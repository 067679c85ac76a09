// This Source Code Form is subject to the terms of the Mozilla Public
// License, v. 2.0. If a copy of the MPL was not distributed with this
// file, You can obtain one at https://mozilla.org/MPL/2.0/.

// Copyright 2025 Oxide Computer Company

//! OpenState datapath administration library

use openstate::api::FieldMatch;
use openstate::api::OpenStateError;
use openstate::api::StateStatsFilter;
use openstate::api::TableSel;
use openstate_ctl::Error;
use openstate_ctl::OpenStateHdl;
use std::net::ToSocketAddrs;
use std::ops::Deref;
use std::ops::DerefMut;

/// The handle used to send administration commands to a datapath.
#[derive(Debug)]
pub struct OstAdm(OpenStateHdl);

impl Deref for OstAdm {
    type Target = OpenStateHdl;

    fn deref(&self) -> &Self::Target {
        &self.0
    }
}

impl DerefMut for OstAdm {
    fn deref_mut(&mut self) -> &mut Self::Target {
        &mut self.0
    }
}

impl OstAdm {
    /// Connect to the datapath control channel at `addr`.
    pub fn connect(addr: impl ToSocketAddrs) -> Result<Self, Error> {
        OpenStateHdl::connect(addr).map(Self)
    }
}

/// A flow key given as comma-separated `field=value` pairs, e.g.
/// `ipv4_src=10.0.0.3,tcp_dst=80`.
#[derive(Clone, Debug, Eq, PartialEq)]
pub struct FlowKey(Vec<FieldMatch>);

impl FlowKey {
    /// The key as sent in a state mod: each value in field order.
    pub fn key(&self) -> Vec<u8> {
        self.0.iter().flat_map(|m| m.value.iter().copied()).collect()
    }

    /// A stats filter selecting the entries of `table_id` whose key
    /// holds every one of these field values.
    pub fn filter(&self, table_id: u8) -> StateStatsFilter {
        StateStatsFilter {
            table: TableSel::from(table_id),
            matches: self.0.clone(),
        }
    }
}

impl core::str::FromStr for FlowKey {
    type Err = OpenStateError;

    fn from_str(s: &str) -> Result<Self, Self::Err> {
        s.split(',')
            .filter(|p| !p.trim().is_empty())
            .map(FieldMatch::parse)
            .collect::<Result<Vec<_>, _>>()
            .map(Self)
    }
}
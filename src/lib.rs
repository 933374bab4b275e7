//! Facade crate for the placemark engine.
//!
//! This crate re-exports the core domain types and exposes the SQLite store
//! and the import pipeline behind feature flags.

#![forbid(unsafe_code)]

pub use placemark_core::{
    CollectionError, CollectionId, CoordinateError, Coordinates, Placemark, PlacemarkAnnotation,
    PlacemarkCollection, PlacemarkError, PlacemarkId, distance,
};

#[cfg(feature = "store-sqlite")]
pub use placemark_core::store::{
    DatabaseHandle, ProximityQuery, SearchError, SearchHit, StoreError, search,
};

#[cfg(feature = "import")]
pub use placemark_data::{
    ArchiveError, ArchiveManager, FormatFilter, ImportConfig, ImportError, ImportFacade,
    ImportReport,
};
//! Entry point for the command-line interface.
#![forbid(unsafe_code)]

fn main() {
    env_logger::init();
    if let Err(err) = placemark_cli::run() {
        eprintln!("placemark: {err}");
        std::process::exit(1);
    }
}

# The task
From the first line to the last, retype the records exactly as they stand above.

# Task output
repository 067679c85ac76a09
// This Source Code Form is subject to the terms of the Mozilla Public
// License, v. 2.0. If a copy of the MPL was not distributed with this
// file, You can obtain one at https://mozilla.org/MPL/2.0/.

// Copyright 2025 Oxide Computer Company

//! OpenState datapath administration library

use openstate::api::FieldMatch;
use openstate::api::OpenStateError;
use openstate::api::StateStatsFilter;
use openstate::api::TableSel;
use openstate_ctl::Error;
use openstate_ctl::OpenStateHdl;
use std::net::ToSocketAddrs;
use std::ops::Deref;
use std::ops::DerefMut;

/// The handle used to send administration commands to a datapath.
#[derive(Debug)]
pub struct OstAdm(OpenStateHdl);

impl Deref for OstAdm {
    type Target = OpenStateHdl;

    fn deref(&self) -> &Self::Target {
        &self.0
    }
}

impl DerefMut for OstAdm {
    fn deref_mut(&mut self) -> &mut Self::Target {
        &mut self.0
    }
}

impl OstAdm {
    /// Connect to the datapath control channel at `addr`.
    pub fn connect(addr: impl ToSocketAddrs) -> Result<Self, Error> {
        OpenStateHdl::connect(addr).map(Self)
    }
}

/// A flow key given as comma-separated `field=value` pairs, e.g.
/// `ipv4_src=10.0.0.3,tcp_dst=80`.
#[derive(Clone, Debug, Eq, PartialEq)]
pub struct FlowKey(Vec<FieldMatch>);

impl FlowKey {
    /// The key as sent in a state mod: each value in field order.
    pub fn key(&self) -> Vec<u8> {
        self.0.iter().flat_map(|m| m.value.iter().copied()).collect()
    }

    /// A stats filter selecting the entries of `table_id` whose key
    /// holds every one of these field values.
    pub fn filter(&self, table_id: u8) -> StateStatsFilter {
        StateStatsFilter {
            table: TableSel::from(table_id),
            matches: self.0.clone(),
        }
    }
}

impl core::str::FromStr for FlowKey {
    type Err = OpenStateError;

    fn from_str(s: &str) -> Result<Self, Self::Err> {
        s.split(',')
            .filter(|p| !p.trim().is_empty())
            .map(FieldMatch::parse)
            .collect::<Result<Vec<_>, _>>()
            .map(Self)
    }
}
filename src/lib.rs
repository 933374bab4b275e7
//! Facade crate for the placemark engine.
//!
//! This crate re-exports the core domain types and exposes the SQLite store
//! and the import pipeline behind feature flags.

#![forbid(unsafe_code)]

pub use placemark_core::{
    CollectionError, CollectionId, CoordinateError, Coordinates, Placemark, PlacemarkAnnotation,
    PlacemarkCollection, PlacemarkError, PlacemarkId, distance,
};

#[cfg(feature = "store-sqlite")]
pub use placemark_core::store::{
    DatabaseHandle, ProximityQuery, SearchError, SearchHit, StoreError, search,
};

#[cfg(feature = "import")]
pub use placemark_data::{
    ArchiveError, ArchiveManager, FormatFilter, ImportConfig, ImportError, ImportFacade,
    ImportReport,
};
//! Entry point for the command-line interface.
#![forbid(unsafe_code)]

fn main() {
    env_logger::init();
    if let Err(err) = placemark_cli::run() {
        eprintln!("placemark: {err}");
        std::process::exit(1);
    }
}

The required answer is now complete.